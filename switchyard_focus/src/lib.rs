// Copyright 2025 the Understory Authors
// SPDX-License-Identifier: Apache-2.0 OR MIT

// After you edit the crate's doc comment, run this command, then check README.md for any missing links
// cargo rdme --workspace-project=switchyard_focus --heading-base-level=0

//! Switchyard Focus: what changes when keyboard focus moves, and where it moves to.
//!
//! The crate has no notion of a widget tree. It works on root-to-leaf key
//! slices and on flat lists of candidates, so it can be shared by any layer
//! that owns the real hierarchy.
//!
//! - [`FocusCause`] records why focus moved.
//! - [`FocusTransition`] compares the old and new focus paths and reports the
//!   common ancestor depth, the leaf that loses focus, the leaf that receives
//!   it, and every widget whose "has a focused descendant" status flips.
//! - [`Navigation`], [`FocusCandidate`] and [`NavigationPolicy`] pick the next
//!   focus target for Tab, Shift+Tab and the arrow keys.
//!   [`ReadingOrderPolicy`] is the stock policy.
//!
//! ## Example
//!
//! ```rust
//! use switchyard_focus::FocusTransition;
//!
//! // Focus moves from window 1 > panel 2 > field 3 to window 1 > panel 2 > field 4.
//! let t = FocusTransition::between(&[1_u32, 2, 3], &[1, 2, 4]);
//! assert_eq!(t.common_depth, 2);
//! assert_eq!(t.lost, Some(3));
//! assert_eq!(t.received, Some(4));
//! assert_eq!(t.changing.as_slice(), &[3, 4]);
//! ```
//!
//! ```rust
//! use kurbo::Rect;
//! use switchyard_focus::{FocusCandidate, Navigation, NavigationPolicy, ReadingOrderPolicy};
//!
//! let fields = [
//!     FocusCandidate::new(10_u32, Rect::new(0.0, 0.0, 50.0, 20.0)),
//!     FocusCandidate::new(11_u32, Rect::new(0.0, 30.0, 50.0, 50.0)),
//! ];
//! let policy = ReadingOrderPolicy::default();
//! assert_eq!(policy.next(Some(10), Navigation::Next, &fields), Some(11));
//! assert_eq!(policy.next(Some(11), Navigation::Next, &fields), Some(10));
//! assert_eq!(policy.next(None, Navigation::Prev, &fields), Some(11));
//! ```
//!
//! ## Features
//!
//! - `std` (default): enables `std` support for dependencies such as `kurbo`.
//! - `libm`: enables `no_std` + `alloc` builds that rely on `libm` for floating-point math.
//!
//! This crate is `no_std` and uses `alloc`.

#![no_std]

extern crate alloc;

mod navigation;
mod transition;

pub use navigation::{FocusCandidate, Navigation, NavigationPolicy, ReadingOrderPolicy, WrapMode};
pub use transition::FocusTransition;

/// Why keyboard focus changed.
#[derive(Copy, Clone, Debug, PartialEq, Eq, Hash)]
pub enum FocusCause {
    /// A pointer press on, or inside, the new focus target.
    Mouse,
    /// Keyboard navigation such as Tab or an arrow key.
    Navigation,
    /// Set by code.
    SetDirectly,
    /// Focus was cleared.
    Cleared,
    /// The window holding the target was activated.
    WindowActivate,
}
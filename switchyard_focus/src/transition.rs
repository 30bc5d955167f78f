// Copyright 2025 the Understory Authors
// SPDX-License-Identifier: Apache-2.0 OR MIT

use smallvec::SmallVec;

/// The difference between two focus paths.
///
/// Paths are root-to-leaf. Keys shared by both paths from the root down make
/// up the common ancestor chain; everything below it changes status.
#[derive(Clone, Debug, PartialEq, Eq)]
pub struct FocusTransition<K> {
    /// Number of leading keys the two paths share.
    pub common_depth: usize,
    /// Leaf of the old path, unless it is also the new leaf.
    pub lost: Option<K>,
    /// Leaf of the new path, unless it is also the old leaf.
    pub received: Option<K>,
    /// Widgets below the common ancestor: the old path's tail (leaf to root),
    /// then the new path's tail (root to leaf).
    pub changing: SmallVec<[K; 8]>,
}

impl<K: Copy + PartialEq> FocusTransition<K> {
    /// Compare `old` and `new` root-to-leaf paths.
    pub fn between(old: &[K], new: &[K]) -> Self {
        let common_depth = old
            .iter()
            .zip(new.iter())
            .take_while(|(a, b)| a == b)
            .count();
        let same = old.len() == new.len() && common_depth == old.len();
        let mut changing = SmallVec::new();
        changing.extend(old[common_depth..].iter().rev().copied());
        changing.extend(new[common_depth..].iter().copied());
        Self {
            common_depth,
            lost: if same { None } else { old.last().copied() },
            received: if same { None } else { new.last().copied() },
            changing,
        }
    }

    /// Whether nothing changes.
    pub fn is_noop(&self) -> bool {
        self.lost.is_none() && self.received.is_none()
    }
}
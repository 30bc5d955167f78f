// Copyright 2025 the Understory Authors
// SPDX-License-Identifier: Apache-2.0 OR MIT

//! Enter/leave transitions between two root-to-leaf paths.

use smallvec::SmallVec;

/// A single hover notification.
#[derive(Copy, Clone, Debug, PartialEq, Eq)]
pub enum HoverEvent<K> {
    /// The pointer entered this widget.
    Enter(K),
    /// The pointer left this widget.
    Leave(K),
}

/// Compute the minimal set of notifications to move from `old` to `new`.
///
/// Leaves come first, innermost to outermost, followed by enters, outermost
/// to innermost. Widgets shared by both paths from the root are untouched.
pub fn transition<K: Copy + PartialEq>(old: &[K], new: &[K]) -> SmallVec<[HoverEvent<K>; 8]> {
    let shared = old
        .iter()
        .zip(new.iter())
        .take_while(|(a, b)| a == b)
        .count();
    let mut out = SmallVec::new();
    out.extend(old[shared..].iter().rev().map(|&k| HoverEvent::Leave(k)));
    out.extend(new[shared..].iter().map(|&k| HoverEvent::Enter(k)));
    out
}
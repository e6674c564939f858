// Copyright 2026 - Nym Technologies SA <contact@nymtech.net>
// SPDX-License-Identifier: Apache-2.0

//! Replay detection for forwarded sphinx packets.
//!
//! Every packet travelling through the forwarder is keyed by the truncated
//! SHA-256 digest of its per-hop shared secret (its [`ReplayTag`]). The
//! [`ReplayLog`] contract answers whether a given key has been processed
//! before; its batch commit makes multi-packet processing idempotent, so a
//! forwarder that crashed mid-batch can resubmit the in-flight batch after
//! restarting and observe the originally computed set of replays without any
//! entry being counted twice.
//!
//! [`MemoryReplayLog`] is the non-durable reference implementation; the
//! sibling persistence crate provides one whose guarantees survive process
//! restarts.

pub mod batch;
pub mod error;
pub mod indices;
pub mod log;
pub mod memory;
pub mod tag;

pub use batch::{BatchEntry, PacketBatch, ReplaySet};
pub use error::ReplayLogError;
pub use log::ReplayLog;
pub use memory::MemoryReplayLog;
pub use tag::{ReplayTag, REPLAY_TAG_SIZE, SHARED_SECRET_SIZE};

§ About this exercise
What is the number of lines in the records that contain the word "enum"? Answer with the number and nothing else.

§ Exercise output
2